Dataset entries
+ + + + +

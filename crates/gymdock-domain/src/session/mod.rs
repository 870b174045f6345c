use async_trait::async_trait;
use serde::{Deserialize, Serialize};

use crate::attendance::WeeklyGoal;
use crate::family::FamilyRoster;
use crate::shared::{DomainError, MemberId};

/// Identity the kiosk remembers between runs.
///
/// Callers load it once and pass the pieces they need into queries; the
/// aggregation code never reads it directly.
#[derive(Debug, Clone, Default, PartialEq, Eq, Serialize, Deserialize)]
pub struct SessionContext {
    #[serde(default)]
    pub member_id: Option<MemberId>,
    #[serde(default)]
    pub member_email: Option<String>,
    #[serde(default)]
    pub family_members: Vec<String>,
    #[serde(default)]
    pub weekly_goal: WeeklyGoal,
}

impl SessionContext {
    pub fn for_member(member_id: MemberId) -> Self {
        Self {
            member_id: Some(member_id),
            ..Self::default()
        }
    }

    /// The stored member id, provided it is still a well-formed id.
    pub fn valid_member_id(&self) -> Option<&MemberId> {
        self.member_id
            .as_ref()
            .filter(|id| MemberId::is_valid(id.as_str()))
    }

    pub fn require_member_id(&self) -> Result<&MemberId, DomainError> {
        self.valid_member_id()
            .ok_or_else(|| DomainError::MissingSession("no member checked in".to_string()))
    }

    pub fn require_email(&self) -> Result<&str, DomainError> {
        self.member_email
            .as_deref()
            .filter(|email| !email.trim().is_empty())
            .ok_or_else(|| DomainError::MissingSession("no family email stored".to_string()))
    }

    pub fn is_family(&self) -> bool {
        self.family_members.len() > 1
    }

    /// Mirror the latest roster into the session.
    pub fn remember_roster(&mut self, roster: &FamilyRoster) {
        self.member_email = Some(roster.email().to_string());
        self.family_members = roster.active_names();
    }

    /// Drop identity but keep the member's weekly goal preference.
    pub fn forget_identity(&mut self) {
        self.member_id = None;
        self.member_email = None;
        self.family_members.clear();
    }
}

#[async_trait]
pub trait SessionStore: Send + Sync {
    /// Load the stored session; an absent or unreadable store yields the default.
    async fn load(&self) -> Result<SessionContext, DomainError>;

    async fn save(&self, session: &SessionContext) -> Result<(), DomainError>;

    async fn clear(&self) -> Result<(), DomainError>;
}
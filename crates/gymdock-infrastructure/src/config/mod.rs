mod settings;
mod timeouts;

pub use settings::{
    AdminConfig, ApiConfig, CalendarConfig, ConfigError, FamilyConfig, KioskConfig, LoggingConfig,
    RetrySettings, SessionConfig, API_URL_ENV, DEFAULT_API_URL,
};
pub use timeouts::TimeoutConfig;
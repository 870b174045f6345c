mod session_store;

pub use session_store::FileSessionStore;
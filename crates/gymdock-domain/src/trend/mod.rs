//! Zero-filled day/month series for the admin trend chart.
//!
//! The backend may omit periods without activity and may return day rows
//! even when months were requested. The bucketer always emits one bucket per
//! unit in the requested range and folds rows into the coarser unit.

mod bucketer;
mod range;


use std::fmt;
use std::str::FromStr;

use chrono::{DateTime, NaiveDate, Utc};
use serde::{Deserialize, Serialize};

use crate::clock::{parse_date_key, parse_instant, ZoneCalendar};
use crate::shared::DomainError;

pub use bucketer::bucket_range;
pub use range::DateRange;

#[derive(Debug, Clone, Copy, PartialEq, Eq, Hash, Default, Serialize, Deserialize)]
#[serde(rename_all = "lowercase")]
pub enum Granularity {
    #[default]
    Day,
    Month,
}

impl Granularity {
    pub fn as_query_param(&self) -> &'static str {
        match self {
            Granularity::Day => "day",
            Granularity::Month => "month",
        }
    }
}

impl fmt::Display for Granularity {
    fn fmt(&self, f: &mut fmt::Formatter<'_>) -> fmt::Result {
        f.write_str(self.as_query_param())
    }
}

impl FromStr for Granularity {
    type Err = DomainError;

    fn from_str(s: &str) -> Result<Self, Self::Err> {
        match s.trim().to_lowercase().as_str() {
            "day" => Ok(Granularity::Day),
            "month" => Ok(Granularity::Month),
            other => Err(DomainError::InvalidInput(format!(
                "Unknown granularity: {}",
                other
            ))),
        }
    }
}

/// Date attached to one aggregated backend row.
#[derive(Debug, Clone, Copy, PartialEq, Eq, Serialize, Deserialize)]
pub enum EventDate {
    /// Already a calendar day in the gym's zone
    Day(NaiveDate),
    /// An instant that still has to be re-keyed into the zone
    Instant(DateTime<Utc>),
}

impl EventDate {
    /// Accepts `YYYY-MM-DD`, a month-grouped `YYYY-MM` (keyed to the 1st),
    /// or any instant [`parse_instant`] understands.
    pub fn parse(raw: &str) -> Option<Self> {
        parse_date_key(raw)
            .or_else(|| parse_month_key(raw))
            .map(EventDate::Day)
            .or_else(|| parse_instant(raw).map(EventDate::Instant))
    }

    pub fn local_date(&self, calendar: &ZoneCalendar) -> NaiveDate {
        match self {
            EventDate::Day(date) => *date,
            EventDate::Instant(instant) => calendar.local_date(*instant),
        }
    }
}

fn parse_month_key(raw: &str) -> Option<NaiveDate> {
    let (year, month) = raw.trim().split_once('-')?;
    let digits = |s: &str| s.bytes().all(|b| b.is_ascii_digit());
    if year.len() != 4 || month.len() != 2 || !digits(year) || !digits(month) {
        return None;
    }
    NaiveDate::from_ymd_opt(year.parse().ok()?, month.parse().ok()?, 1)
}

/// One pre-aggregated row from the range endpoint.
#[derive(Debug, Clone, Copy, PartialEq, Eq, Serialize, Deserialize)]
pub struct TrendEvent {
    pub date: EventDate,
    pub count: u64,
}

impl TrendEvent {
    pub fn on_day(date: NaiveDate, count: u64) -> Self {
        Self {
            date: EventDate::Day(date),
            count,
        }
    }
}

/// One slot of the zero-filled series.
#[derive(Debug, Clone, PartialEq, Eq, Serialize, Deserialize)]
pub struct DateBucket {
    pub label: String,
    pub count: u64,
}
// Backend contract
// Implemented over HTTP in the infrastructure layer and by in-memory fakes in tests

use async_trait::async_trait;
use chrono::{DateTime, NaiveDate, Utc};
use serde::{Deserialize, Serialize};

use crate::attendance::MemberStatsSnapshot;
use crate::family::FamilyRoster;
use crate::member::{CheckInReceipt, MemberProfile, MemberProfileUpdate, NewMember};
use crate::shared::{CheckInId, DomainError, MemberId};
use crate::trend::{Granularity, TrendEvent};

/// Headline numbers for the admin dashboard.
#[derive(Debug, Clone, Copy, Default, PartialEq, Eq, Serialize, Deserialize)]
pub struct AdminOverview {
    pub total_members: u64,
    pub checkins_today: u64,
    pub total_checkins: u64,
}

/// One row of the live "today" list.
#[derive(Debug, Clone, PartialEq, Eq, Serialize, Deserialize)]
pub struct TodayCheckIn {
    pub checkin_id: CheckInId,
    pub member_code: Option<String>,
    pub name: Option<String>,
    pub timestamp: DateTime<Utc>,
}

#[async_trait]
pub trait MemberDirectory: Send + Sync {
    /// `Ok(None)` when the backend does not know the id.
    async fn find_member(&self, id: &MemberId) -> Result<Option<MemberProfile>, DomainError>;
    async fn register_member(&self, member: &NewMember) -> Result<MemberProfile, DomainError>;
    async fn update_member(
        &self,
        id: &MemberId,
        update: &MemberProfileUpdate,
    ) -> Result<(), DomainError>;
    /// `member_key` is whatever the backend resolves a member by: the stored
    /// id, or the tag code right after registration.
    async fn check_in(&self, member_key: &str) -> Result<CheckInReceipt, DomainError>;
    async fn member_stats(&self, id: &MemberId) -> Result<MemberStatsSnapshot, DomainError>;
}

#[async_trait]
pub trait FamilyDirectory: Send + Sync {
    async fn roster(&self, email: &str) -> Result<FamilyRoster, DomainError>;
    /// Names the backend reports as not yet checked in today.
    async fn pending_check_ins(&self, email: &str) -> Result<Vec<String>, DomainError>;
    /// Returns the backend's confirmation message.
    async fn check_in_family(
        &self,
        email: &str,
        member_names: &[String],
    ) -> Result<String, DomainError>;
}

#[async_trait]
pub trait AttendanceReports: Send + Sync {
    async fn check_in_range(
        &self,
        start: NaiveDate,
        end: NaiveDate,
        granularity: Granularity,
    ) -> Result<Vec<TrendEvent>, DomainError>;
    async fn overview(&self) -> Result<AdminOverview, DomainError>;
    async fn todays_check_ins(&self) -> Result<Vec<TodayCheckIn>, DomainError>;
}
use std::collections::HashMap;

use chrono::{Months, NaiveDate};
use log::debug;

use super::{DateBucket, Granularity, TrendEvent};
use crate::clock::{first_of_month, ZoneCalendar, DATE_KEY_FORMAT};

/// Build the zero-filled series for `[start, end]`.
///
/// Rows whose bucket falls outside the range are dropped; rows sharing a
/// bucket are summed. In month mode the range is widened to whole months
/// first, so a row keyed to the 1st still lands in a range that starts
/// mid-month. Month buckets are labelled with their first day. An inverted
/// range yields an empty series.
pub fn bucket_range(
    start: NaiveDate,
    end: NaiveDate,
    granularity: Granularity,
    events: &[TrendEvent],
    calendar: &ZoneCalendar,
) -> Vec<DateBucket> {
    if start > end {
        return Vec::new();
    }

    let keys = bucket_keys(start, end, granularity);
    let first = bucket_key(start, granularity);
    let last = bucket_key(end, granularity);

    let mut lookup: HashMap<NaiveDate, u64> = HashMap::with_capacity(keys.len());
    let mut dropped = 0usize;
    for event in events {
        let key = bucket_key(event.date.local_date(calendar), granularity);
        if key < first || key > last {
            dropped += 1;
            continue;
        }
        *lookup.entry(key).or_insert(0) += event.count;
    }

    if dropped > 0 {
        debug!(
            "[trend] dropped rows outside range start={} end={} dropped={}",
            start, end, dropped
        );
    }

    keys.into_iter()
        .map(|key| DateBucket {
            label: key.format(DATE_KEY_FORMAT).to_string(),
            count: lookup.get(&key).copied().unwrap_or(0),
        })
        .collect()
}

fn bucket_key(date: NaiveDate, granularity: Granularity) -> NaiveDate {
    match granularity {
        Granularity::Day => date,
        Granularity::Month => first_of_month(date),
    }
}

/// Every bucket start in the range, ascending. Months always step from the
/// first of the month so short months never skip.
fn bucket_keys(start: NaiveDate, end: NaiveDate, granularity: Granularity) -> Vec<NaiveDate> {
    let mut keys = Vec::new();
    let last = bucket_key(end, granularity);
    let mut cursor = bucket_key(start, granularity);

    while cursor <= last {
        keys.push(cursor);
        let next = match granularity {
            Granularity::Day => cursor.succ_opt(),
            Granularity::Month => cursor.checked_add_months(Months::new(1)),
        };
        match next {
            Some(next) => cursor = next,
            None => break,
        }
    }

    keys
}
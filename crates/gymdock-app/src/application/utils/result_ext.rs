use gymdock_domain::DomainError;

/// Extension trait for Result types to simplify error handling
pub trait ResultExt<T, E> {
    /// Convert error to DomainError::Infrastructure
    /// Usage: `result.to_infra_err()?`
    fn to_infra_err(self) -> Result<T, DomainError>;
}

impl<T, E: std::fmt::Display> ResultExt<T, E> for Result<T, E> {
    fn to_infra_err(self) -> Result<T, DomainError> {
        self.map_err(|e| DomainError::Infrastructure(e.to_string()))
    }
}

+ + + + +

> **Task details**
Determine how many lines of the data contain the word "MemberProfileUpdate", and reply with that number only.

> **Exercise response**
2